Two other books (one on gun control for Pluto Press and another on voluntary euthanasia) produced utterly desultory royalties, despite being on hot-button news issues. Like every author I’ve talked to, I spent many a weekend visiting bookshops sometimes looking in vain for these on the new releases display shelves.

These experiences left me convinced that writing non-fiction books was highly unlikely to earn me a living or even significant icing for my salary cake. But there are reputational benefits and indirect outcomes like conference invitations, consultancies and training opportunities that flow from publishing a book.

But well before thoughts of the untold riches heading their way, funnily enough every author hopes that their writing will be read. We polish, buff and manicure our babies through many revisions, all the time imagining the readers’ pleasure with the text. So when for my next five books I was given an opportunity to trade chimerical riches for gushing geysers of readers, I didn’t hesitate.

In 2009 I approached Sydney University Press with a book idea on the prostate cancer testing debate. My editor there, Agata Mrva-Montoya, set out several options: a commercial option with a paperback book where I would get the standard 10% royalty, a paid ebook option (with 25% royalty), or a hybrid open access option where there would be a paperback and ebook option available for sale and a  totally free (for readers) pdf download. SUP has some 50 titles in its catalogue available as open access.

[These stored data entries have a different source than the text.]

#![deny(
    unsafe_code,
    missing_docs,
    dead_code,
    unused_results,
    non_snake_case,
    unreachable_pub
)]

//! Panel cleanliness transitions.
//!
//! Panels never change state in place: a transition destroys the entity
//! without notifying other host systems and creates the opposite variant at
//! the same position, force and quality, carrying over a fraction of the prior
//! health. The bulk operations in this crate run outside the storm engine:
//! [`sweep_restore`] is the passive self-cleaning channel, while
//! [`force_clean`] and [`force_dusty`] back administrative triggers.

use dust_storm_core::{
    base_name, dusty_name, Event, Host, HostError, PanelId, PanelSnapshot, PanelSpec, SurfaceId,
};
use thiserror::Error;
use tracing::{debug, warn};

/// Health ratio at or above which a dusty panel cleans itself.
pub const FULL_HEALTH_RATIO: f64 = 1.0;

/// Outcome of a single transition request.
#[derive(Clone, Copy, Debug, PartialEq, Eq)]
pub enum Transition {
    /// The panel was invalid, unmanaged, or already in the requested state.
    Unchanged,
    /// The panel was destroyed and recreated under a new handle.
    Replaced {
        /// Handle of the destroyed panel.
        from: PanelId,
        /// Handle of the replacement panel.
        to: PanelId,
    },
}

/// Failures raised while transitioning a panel.
#[derive(Clone, Debug, PartialEq, Eq, Error)]
pub enum TransitionError {
    /// The panel was destroyed but the host refused to create its replacement.
    #[error("panel {panel:?} was destroyed but `{name}` could not be created")]
    RecreationFailed {
        /// Handle of the destroyed panel.
        panel: PanelId,
        /// Prototype the host refused to create.
        name: String,
        /// Failure reported by the host.
        #[source]
        source: HostError,
    },
}

/// Totals accumulated by the bulk operations.
#[derive(Clone, Copy, Debug, Default, PartialEq, Eq)]
pub struct SweepReport {
    /// Panels successfully replaced.
    pub replaced: usize,
    /// Panels destroyed without a replacement.
    pub failed: usize,
}

impl SweepReport {
    fn record(&mut self, outcome: &Result<Transition, TransitionError>) {
        match outcome {
            Ok(Transition::Replaced { .. }) => self.replaced += 1,
            Ok(Transition::Unchanged) => {}
            Err(_) => self.failed += 1,
        }
    }
}

/// Replaces a clean panel with its dusty variant.
///
/// Invalid handles, unmanaged entities and panels that are already dusty are
/// left untouched.
pub fn degrade<H: Host + ?Sized>(
    host: &mut H,
    panel: PanelId,
    health_multiplier: f64,
    out: &mut Vec<Event>,
) -> Result<Transition, TransitionError> {
    let Some(snapshot) = host.panel(panel) else {
        return Ok(Transition::Unchanged);
    };
    if !snapshot.is_managed() || snapshot.is_dusty() {
        return Ok(Transition::Unchanged);
    }

    let target = dusty_name(&snapshot.name);
    let to = replace(host, &snapshot, target, health_multiplier, out)?;
    debug!(from = panel.get(), to = to.get(), "panel degraded");
    out.push(Event::PanelDegraded {
        surface: snapshot.surface,
        from: panel,
        to,
    });
    Ok(Transition::Replaced { from: panel, to })
}

/// Replaces a dusty panel with its base variant.
///
/// Invalid handles, unmanaged entities and clean panels are left untouched.
pub fn restore<H: Host + ?Sized>(
    host: &mut H,
    panel: PanelId,
    health_multiplier: f64,
    out: &mut Vec<Event>,
) -> Result<Transition, TransitionError> {
    let Some(snapshot) = host.panel(panel) else {
        return Ok(Transition::Unchanged);
    };
    if !snapshot.is_managed() || !snapshot.is_dusty() {
        return Ok(Transition::Unchanged);
    }

    let target = base_name(&snapshot.name).to_owned();
    let to = replace(host, &snapshot, target, health_multiplier, out)?;
    debug!(from = panel.get(), to = to.get(), "panel restored");
    out.push(Event::PanelRestored {
        surface: snapshot.surface,
        from: panel,
        to,
    });
    Ok(Transition::Replaced { from: panel, to })
}

/// Restores every dusty panel on the surface whose health ratio is full.
pub fn sweep_restore<H: Host + ?Sized>(
    host: &mut H,
    surface: SurfaceId,
    out: &mut Vec<Event>,
) -> SweepReport {
    let mut report = SweepReport::default();
    for panel in host.panels(surface) {
        if panel.is_dusty() && panel.health_ratio() >= FULL_HEALTH_RATIO {
            report.record(&restore(host, panel.id, 1.0, out));
        }
    }
    report
}

/// Restores every dusty panel on the surface regardless of health.
pub fn force_clean<H: Host + ?Sized>(
    host: &mut H,
    surface: SurfaceId,
    out: &mut Vec<Event>,
) -> SweepReport {
    let mut report = SweepReport::default();
    for panel in host.panels(surface) {
        if panel.is_dusty() {
            report.record(&restore(host, panel.id, 1.0, out));
        }
    }
    report
}

/// Degrades every clean panel on the surface.
pub fn force_dusty<H: Host + ?Sized>(
    host: &mut H,
    surface: SurfaceId,
    health_multiplier: f64,
    out: &mut Vec<Event>,
) -> SweepReport {
    let mut report = SweepReport::default();
    for panel in host.panels(surface) {
        if !panel.is_dusty() {
            report.record(&degrade(host, panel.id, health_multiplier, out));
        }
    }
    report
}

fn replace<H: Host + ?Sized>(
    host: &mut H,
    snapshot: &PanelSnapshot,
    name: String,
    health_multiplier: f64,
    out: &mut Vec<Event>,
) -> Result<PanelId, TransitionError> {
    let spec = PanelSpec {
        surface: snapshot.surface,
        name,
        position: snapshot.position,
        force: snapshot.force,
        quality: snapshot.quality,
        health: snapshot.health * health_multiplier,
    };
    let name = spec.name.clone();
    let _ = host.destroy_panel(snapshot.id, false);

    host.create_panel(spec).map_err(|source| {
        warn!(
            panel = snapshot.id.get(),
            name = %name,
            error = %source,
            "panel recreation failed"
        );
        out.push(Event::PanelRecreationFailed {
            surface: snapshot.surface,
            panel: snapshot.id,
            name: name.clone(),
            reason: source.clone(),
        });
        TransitionError::RecreationFailed {
            panel: snapshot.id,
            name,
            source,
        }
    })
}

#[cfg(test)]
mod tests {
    use super::*;

    #[test]
    fn sweep_report_counts_outcomes() {
        let mut report = SweepReport::default();
        report.record(&Ok(Transition::Unchanged));
        report.record(&Ok(Transition::Replaced {
            from: PanelId::new(1),
            to: PanelId::new(2),
        }));
        report.record(&Err(TransitionError::RecreationFailed {
            panel: PanelId::new(3),
            name: "solar-panel".to_owned(),
            source: HostError::UnknownPrototype("solar-panel".to_owned()),
        }));
        assert_eq!(
            report,
            SweepReport {
                replaced: 1,
                failed: 1
            }
        );
    }
}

I elected for the pay-for-print/free download option for this and all subsequent books I’ve done with SUP. They republished the gun control book which had seen around 1000 sold in paperback with Pluto. Links to all these books are here.

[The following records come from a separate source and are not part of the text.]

use std::sync::atomic::{AtomicUsize, Ordering};
use std::sync::Arc;
use std::time::Duration;

use serde_json::json;
use tether_core::config::Settings;
use tether_core::{CacheKey, EndpointIdentity, Error, Gvk, ParentLink, ResourceIdentity, SchemaErrorKind};
use tether_kubehub::{MemoryStore, RemoteStore};
use tether_registry::{trigger_hook, CacheRegistry};
use tokio::sync::mpsc;

fn widget_gvk() -> Gvk {
    Gvk::new("example.io", "v1", "Widget")
}

fn store() -> Arc<MemoryStore> {
    let s = MemoryStore::new(EndpointIdentity::from_parts("https", "remote:6443", "/"));
    s.serve(widget_gvk(), true);
    Arc::new(s)
}

fn key_for(store: &MemoryStore, ns: Option<&str>) -> CacheKey {
    CacheKey::new(store.endpoint().clone(), ResourceIdentity::new(widget_gvk(), ns, "w1"))
}

fn parent() -> ParentLink {
    ParentLink { name: "widget-w1".into(), namespace: Some("tenants".into()) }
}

fn registry(sync_timeout: Duration) -> CacheRegistry {
    CacheRegistry::new(Settings { sync_timeout, ..Settings::default() })
}

fn counting_hook(reg: &CacheRegistry) -> Arc<AtomicUsize> {
    let calls = Arc::new(AtomicUsize::new(0));
    let c = Arc::clone(&calls);
    reg.set_register_fn(move |_sub, _parent| {
        c.fetch_add(1, Ordering::SeqCst);
        Ok(())
    });
    calls
}

async fn wait_for_no_watches(s: &MemoryStore) {
    for _ in 0..200 {
        if s.active_watches() == 0 {
            return;
        }
        tokio::time::sleep(Duration::from_millis(5)).await;
    }
    panic!("{} watch drivers still running", s.active_watches());
}

#[tokio::test]
async fn register_is_idempotent() {
    let s = store();
    let reg = registry(Duration::from_secs(2));
    let calls = counting_hook(&reg);
    let key = key_for(&s, Some("ns"));

    reg.register(&key, s.clone(), parent()).await.unwrap();
    reg.register(&key, s.clone(), parent()).await.unwrap();

    assert_eq!(reg.len(), 1);
    assert_eq!(s.watch_starts(), 1);
    assert_eq!(calls.load(Ordering::SeqCst), 1);
    assert_eq!(reg.started_count(&key), Some(1));
    assert_eq!(reg.parent_of(&key), Some(parent()));
}

#[tokio::test(flavor = "multi_thread", worker_threads = 4)]
async fn concurrent_registers_keep_one_entry() {
    let s = store();
    let reg = Arc::new(registry(Duration::from_secs(2)));
    counting_hook(&reg);
    let key = key_for(&s, Some("ns"));

    let mut tasks = Vec::new();
    for _ in 0..8 {
        let (reg, s, key) = (Arc::clone(&reg), s.clone(), key.clone());
        tasks.push(tokio::spawn(async move { reg.register(&key, s, parent()).await }));
    }
    for t in tasks {
        t.await.unwrap().unwrap();
    }
    assert_eq!(reg.len(), 1);
    assert_eq!(reg.started_count(&key), Some(1));
    // losers dropped their drivers without running them
    assert_eq!(s.active_watches(), 1);
}

#[tokio::test]
async fn sync_timeout_rolls_back() {
    let s = store();
    s.set_never_sync(true);
    let reg = registry(Duration::from_millis(50));
    counting_hook(&reg);
    let key = key_for(&s, Some("ns"));

    let err = reg.register(&key, s.clone(), parent()).await.unwrap_err();
    assert!(matches!(err, Error::Timeout(_)), "{err}");
    assert!(!reg.contains(&key));
    assert!(reg.is_empty());
    wait_for_no_watches(&s).await;
}

#[tokio::test]
async fn sub_stream_failure_rolls_back() {
    let s = store();
    s.set_fail_sub_stream(true);
    let reg = registry(Duration::from_secs(2));
    let calls = counting_hook(&reg);
    let key = key_for(&s, Some("ns"));

    let err = reg.register(&key, s.clone(), parent()).await.unwrap_err();
    assert!(matches!(err, Error::Transport(_)), "{err}");
    assert!(reg.is_empty());
    assert_eq!(calls.load(Ordering::SeqCst), 0);
    wait_for_no_watches(&s).await;
}

#[tokio::test]
async fn missing_or_failing_hook_rolls_back() {
    let s = store();
    let reg = registry(Duration::from_secs(2));
    let key = key_for(&s, Some("ns"));

    let err = reg.register(&key, s.clone(), parent()).await.unwrap_err();
    assert!(matches!(err, Error::Configuration(ref m) if m.contains("hook")), "{err}");
    assert!(reg.is_empty());

    reg.set_register_fn(|_sub, _parent| Err(Error::Transport("queue unavailable".into())));
    let err = reg.register(&key, s.clone(), parent()).await.unwrap_err();
    assert!(matches!(err, Error::Transport(_)), "{err}");
    assert!(reg.is_empty());
}

#[tokio::test]
async fn unserved_kind_is_a_schema_error_without_entry() {
    let s = store();
    let reg = registry(Duration::from_secs(2));
    counting_hook(&reg);
    let key = CacheKey::new(
        s.endpoint().clone(),
        ResourceIdentity::new(Gvk::new("example.io", "v1", "Gadget"), Some("ns"), "g1"),
    );
    let err = reg.register(&key, s.clone(), parent()).await.unwrap_err();
    assert!(matches!(err, Error::Schema { kind: SchemaErrorKind::KindNotServed, .. }), "{err}");
    assert!(reg.is_empty());
    assert_eq!(s.watch_starts(), 0);
}

#[tokio::test]
async fn unregister_removes_and_tolerates_absent_keys() {
    let s = store();
    let reg = registry(Duration::from_secs(2));
    counting_hook(&reg);
    let key = key_for(&s, Some("ns"));

    reg.register(&key, s.clone(), parent()).await.unwrap();
    reg.unregister(&key).unwrap();
    assert!(!reg.contains(&key));
    reg.unregister(&key).unwrap();
    assert!(reg.is_empty());

    // registering again builds a fresh session
    reg.register(&key, s.clone(), parent()).await.unwrap();
    assert_eq!(s.watch_starts(), 2);
}

#[tokio::test]
async fn cached_object_defaults_namespace_and_follows_the_remote() {
    let s = store();
    let reg = registry(Duration::from_secs(2));
    counting_hook(&reg);
    let key = key_for(&s, None);

    reg.register(&key, s.clone(), parent()).await.unwrap();
    assert!(reg.cached_object(&key).unwrap_err().is_not_found());

    let manifest = json!({
        "apiVersion": "example.io/v1", "kind": "Widget",
        "metadata": { "name": "w1", "namespace": "default" },
        "spec": { "replicas": 2 }
    });
    s.apply(&manifest, false).await.unwrap();

    let mut seen = None;
    for _ in 0..100 {
        if let Ok(obj) = reg.cached_object(&key) {
            seen = Some(obj);
            break;
        }
        tokio::time::sleep(Duration::from_millis(10)).await;
    }
    let obj = seen.expect("object reached the cache");
    assert_eq!(obj["spec"]["replicas"], 2);
    assert!(obj["metadata"].get("managedFields").is_none());
}

#[tokio::test]
async fn trigger_hook_forwards_changes_as_parent_links() {
    let s = store();
    let reg = registry(Duration::from_secs(2));
    let (tx, mut rx) = mpsc::channel(8);
    reg.set_register_fn(trigger_hook(tx));
    let key = key_for(&s, Some("ns"));
    reg.register(&key, s.clone(), parent()).await.unwrap();

    let manifest = json!({
        "apiVersion": "example.io/v1", "kind": "Widget",
        "metadata": { "name": "w1", "namespace": "ns" },
        "spec": { "replicas": 1 }
    });
    s.apply(&manifest, false).await.unwrap();
    let got = tokio::time::timeout(Duration::from_secs(2), rx.recv()).await.unwrap();
    assert_eq!(got, Some(parent()));
}

#[tokio::test]
async fn unregister_stops_the_watch_and_closes_the_sub_stream() {
    let s = store();
    let reg = registry(Duration::from_secs(2));
    let (closed_tx, mut closed_rx) = mpsc::channel::<()>(1);
    reg.set_register_fn(move |mut sub, _parent| {
        let closed_tx = closed_tx.clone();
        tokio::spawn(async move {
            while sub.next().await.is_some() {}
            let _ = closed_tx.send(()).await;
        });
        Ok(())
    });
    let key = key_for(&s, Some("ns"));
    reg.register(&key, s.clone(), parent()).await.unwrap();
    assert_eq!(s.active_watches(), 1);

    reg.unregister(&key).unwrap();
    let closed = tokio::time::timeout(Duration::from_secs(2), closed_rx.recv()).await.unwrap();
    assert_eq!(closed, Some(()));
    wait_for_no_watches(&s).await;
}

#[tokio::test(flavor = "multi_thread", worker_threads = 2)]
async fn clear_stops_every_watch() {
    let s = store();
    let reg = Arc::new(registry(Duration::from_secs(2)));
    counting_hook(&reg);
    let keys = [key_for(&s, Some("a")), key_for(&s, Some("b"))];
    let tasks: Vec<_> = keys
        .iter()
        .cloned()
        .map(|key| {
            let (reg, s) = (Arc::clone(&reg), s.clone());
            tokio::spawn(async move { reg.register(&key, s, parent()).await })
        })
        .collect();
    for t in tasks {
        t.await.unwrap().unwrap();
    }
    assert_eq!(reg.len(), 2);
    assert_eq!(s.active_watches(), 2);

    reg.clear();
    assert!(reg.is_empty());
    wait_for_no_watches(&s).await;
}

The table shows the total and average per day accesses since each book was published. (table updated 16 Oct, 2023)

Book, open access publication date Total accesses (& per day)
Let sleeping dogs lie: what men should know before getting tested for prostate cancer. Oct 29, 2010 83,072 (17)
Over our dead bodies: Port Arthur and Australia’s fight for gun control. Jan 15, 2013 46,748 (15)
Removing the emperor’s clothes: Australia and plain  packaging. Nov 27, 2014 61,331 (18)
Smoke signals: selected writing. 28 Jul, 2017 14,025 (6)
Wind turbine syndrome: a communicated disease Dec 1, 2017 32,325 (14)
Quit smoking weapons of mass distraction Jul 25, 2022 7,433 (12)

These 244,934 accesses are very pleasing. I’m confident that a small fraction of that number would have been purchased if I’d gone for the pay-for-print option. My combined royalties to date for the print editions I’ve received for all of these books have been around $1000.

When I’ve recommended giving one’s books away online to authors who have gone down the sales-only route, I sometimes encounter a disdainful superiority in the remark “a curious mouse click on a pdf download button is not the same as someone actually reading a book”.

It’s certainly true that many people who open an online book don’t read it, or don’t read it fully.  But of course, the very same can be said about purchased books. How many books do we all have on our shelves that we bought with the intention reading them cover-to-cover but never got around to it?

I had a job throughout the years I wrote these books, so (thankfully) did not need to rely on income from publishing. Those who rely on writing for their living clearly cannot consider this route to readership.

For authors who do not need to rely on royalties, publishing open access is a good way to increase readership.